What is expected:
In the material below, find every line containing the string "Some" and return it.

Exercise data:
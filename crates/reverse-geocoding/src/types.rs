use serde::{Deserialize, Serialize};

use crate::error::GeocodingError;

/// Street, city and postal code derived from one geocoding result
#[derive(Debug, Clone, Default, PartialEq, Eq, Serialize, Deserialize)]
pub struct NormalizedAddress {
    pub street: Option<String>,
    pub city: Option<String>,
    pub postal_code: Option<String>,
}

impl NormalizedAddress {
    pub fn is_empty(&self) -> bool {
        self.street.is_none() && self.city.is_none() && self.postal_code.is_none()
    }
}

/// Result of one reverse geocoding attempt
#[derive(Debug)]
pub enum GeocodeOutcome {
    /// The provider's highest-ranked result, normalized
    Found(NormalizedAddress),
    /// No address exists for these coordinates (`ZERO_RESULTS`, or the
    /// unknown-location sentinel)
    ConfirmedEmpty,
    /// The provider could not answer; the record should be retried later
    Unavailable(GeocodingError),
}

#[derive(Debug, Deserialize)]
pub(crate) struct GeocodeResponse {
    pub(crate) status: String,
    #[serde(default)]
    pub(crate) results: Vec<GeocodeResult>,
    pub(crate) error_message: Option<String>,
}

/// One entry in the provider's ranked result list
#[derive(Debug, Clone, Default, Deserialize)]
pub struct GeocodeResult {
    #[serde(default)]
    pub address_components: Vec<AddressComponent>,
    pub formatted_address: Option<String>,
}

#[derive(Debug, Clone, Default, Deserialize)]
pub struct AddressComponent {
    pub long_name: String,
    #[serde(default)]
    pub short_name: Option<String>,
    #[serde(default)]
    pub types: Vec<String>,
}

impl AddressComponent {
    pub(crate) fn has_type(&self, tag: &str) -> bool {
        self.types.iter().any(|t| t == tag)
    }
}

---

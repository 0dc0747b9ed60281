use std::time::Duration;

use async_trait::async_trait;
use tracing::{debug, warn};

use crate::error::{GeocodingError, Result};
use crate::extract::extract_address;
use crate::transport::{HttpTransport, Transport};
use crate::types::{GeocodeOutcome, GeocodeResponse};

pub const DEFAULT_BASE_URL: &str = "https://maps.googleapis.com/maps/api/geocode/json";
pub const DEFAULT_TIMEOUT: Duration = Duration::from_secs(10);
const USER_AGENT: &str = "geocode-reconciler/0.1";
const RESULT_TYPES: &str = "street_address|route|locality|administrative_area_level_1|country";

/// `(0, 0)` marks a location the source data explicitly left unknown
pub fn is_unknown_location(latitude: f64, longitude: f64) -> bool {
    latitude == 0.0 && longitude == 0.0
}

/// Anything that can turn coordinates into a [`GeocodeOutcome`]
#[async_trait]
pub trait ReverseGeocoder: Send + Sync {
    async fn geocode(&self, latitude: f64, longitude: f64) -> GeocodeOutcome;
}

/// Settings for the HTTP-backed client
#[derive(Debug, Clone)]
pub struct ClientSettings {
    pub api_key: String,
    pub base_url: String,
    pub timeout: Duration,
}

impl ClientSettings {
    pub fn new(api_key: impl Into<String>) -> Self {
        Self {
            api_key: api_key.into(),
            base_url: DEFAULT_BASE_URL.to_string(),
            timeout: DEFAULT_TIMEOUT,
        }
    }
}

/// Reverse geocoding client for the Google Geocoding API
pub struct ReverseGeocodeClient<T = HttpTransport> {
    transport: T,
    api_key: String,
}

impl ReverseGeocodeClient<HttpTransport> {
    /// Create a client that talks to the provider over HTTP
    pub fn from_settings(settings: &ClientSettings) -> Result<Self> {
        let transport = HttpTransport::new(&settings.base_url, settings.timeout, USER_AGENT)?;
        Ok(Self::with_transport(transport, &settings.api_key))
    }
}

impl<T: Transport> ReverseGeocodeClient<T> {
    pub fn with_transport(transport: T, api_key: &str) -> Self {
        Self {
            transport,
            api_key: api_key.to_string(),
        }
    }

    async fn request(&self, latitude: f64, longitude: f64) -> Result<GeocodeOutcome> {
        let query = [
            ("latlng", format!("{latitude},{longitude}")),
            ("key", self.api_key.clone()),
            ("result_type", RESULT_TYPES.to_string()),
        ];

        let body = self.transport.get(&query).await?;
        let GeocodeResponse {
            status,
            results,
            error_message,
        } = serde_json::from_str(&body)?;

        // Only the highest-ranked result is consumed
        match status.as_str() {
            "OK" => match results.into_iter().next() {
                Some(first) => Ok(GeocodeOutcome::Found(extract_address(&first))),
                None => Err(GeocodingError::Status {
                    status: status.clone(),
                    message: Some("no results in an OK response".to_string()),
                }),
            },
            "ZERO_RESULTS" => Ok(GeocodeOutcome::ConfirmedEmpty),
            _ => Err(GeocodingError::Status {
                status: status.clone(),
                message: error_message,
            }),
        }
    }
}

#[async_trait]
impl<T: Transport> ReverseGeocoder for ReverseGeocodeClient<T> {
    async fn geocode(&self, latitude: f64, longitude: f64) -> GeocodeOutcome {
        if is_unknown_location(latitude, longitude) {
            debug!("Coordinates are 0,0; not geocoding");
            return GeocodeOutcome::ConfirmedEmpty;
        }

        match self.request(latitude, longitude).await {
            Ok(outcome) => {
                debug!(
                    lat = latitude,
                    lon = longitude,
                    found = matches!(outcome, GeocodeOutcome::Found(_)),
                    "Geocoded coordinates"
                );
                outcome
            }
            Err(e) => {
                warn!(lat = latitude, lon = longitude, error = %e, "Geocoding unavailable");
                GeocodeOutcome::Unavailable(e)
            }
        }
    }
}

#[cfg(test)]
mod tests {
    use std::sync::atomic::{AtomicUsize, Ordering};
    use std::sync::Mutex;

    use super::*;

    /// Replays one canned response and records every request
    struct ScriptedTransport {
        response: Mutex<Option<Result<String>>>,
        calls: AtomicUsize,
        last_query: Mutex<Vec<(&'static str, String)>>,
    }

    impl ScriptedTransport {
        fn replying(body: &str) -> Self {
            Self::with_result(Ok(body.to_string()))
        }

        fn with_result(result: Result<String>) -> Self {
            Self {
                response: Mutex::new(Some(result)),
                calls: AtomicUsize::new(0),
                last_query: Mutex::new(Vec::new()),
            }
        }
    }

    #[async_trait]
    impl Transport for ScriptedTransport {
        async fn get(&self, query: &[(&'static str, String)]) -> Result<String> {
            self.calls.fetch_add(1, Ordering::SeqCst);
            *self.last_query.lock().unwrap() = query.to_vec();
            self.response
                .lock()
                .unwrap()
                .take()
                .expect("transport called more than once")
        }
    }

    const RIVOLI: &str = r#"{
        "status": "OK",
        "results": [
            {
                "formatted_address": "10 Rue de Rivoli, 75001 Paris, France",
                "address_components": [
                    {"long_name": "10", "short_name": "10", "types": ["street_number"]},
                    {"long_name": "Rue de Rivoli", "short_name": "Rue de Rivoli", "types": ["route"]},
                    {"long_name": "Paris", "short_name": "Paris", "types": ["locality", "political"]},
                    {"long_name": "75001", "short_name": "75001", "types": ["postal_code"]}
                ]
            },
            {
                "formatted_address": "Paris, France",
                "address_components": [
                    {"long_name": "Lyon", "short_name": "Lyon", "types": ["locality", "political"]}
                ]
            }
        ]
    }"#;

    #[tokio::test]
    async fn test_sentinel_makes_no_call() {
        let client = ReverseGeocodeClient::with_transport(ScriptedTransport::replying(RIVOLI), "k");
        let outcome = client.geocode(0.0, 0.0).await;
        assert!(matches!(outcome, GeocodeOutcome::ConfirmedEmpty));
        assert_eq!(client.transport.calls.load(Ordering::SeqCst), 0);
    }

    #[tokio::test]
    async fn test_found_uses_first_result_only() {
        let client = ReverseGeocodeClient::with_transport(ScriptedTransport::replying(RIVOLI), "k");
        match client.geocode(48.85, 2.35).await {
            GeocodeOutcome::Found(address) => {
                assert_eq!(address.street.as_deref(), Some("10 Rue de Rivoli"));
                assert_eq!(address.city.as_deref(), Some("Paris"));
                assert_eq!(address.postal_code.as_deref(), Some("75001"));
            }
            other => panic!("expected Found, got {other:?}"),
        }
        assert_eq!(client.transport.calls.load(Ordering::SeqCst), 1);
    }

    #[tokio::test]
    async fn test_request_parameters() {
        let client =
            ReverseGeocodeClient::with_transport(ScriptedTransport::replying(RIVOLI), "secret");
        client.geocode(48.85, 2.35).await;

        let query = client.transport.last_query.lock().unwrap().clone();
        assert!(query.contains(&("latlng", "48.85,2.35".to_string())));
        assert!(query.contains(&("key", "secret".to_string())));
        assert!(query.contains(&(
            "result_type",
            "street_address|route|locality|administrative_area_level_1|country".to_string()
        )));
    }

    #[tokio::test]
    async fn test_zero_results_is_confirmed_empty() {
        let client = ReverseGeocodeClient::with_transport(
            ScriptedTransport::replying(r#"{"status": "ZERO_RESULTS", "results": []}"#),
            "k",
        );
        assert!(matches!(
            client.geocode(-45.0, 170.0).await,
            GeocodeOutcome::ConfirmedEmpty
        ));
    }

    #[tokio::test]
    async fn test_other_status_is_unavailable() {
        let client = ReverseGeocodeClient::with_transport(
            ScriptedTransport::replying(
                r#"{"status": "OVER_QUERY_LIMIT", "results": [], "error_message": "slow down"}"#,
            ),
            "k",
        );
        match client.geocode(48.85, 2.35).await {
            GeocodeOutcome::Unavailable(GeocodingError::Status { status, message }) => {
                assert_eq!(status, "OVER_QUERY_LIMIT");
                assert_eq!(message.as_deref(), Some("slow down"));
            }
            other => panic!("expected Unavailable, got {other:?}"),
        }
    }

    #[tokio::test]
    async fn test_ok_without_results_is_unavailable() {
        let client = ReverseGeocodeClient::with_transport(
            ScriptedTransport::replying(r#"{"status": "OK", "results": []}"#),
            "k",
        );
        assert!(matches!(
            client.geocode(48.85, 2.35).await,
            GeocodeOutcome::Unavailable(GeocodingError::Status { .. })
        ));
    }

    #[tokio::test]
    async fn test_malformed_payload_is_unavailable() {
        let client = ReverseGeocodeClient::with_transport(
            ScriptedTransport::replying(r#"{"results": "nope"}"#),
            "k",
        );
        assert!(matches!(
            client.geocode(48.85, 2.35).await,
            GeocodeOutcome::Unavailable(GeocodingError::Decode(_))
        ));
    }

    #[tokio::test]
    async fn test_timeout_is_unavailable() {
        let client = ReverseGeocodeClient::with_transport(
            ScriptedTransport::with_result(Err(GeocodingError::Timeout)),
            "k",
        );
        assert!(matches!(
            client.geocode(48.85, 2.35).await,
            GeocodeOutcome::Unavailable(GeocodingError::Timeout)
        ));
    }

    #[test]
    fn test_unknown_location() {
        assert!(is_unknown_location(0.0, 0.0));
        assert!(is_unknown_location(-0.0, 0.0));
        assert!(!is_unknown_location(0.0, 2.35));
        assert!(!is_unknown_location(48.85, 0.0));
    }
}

--

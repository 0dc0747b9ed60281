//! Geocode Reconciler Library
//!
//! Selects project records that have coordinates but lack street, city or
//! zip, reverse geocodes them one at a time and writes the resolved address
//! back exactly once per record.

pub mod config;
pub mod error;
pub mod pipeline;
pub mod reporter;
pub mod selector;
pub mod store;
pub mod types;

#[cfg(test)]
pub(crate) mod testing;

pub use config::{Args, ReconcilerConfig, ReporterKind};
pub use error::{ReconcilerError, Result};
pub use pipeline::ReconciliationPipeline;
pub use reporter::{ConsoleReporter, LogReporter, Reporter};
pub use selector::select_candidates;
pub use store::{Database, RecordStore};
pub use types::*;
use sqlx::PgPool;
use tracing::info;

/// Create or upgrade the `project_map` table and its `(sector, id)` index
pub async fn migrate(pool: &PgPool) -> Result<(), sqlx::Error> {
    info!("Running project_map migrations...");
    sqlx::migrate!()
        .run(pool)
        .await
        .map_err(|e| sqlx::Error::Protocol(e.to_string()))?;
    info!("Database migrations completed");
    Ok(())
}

Result for this exercise:
                Some(first) => Ok(GeocodeOutcome::Found(extract_address(&first))),
                    message: Some("no results in an OK response".to_string()),
                response: Mutex::new(Some(result)),
                assert_eq!(address.street.as_deref(), Some("10 Rue de Rivoli"));
                assert_eq!(address.city.as_deref(), Some("Paris"));
                assert_eq!(address.postal_code.as_deref(), Some("75001"));
                assert_eq!(message.as_deref(), Some("slow down"));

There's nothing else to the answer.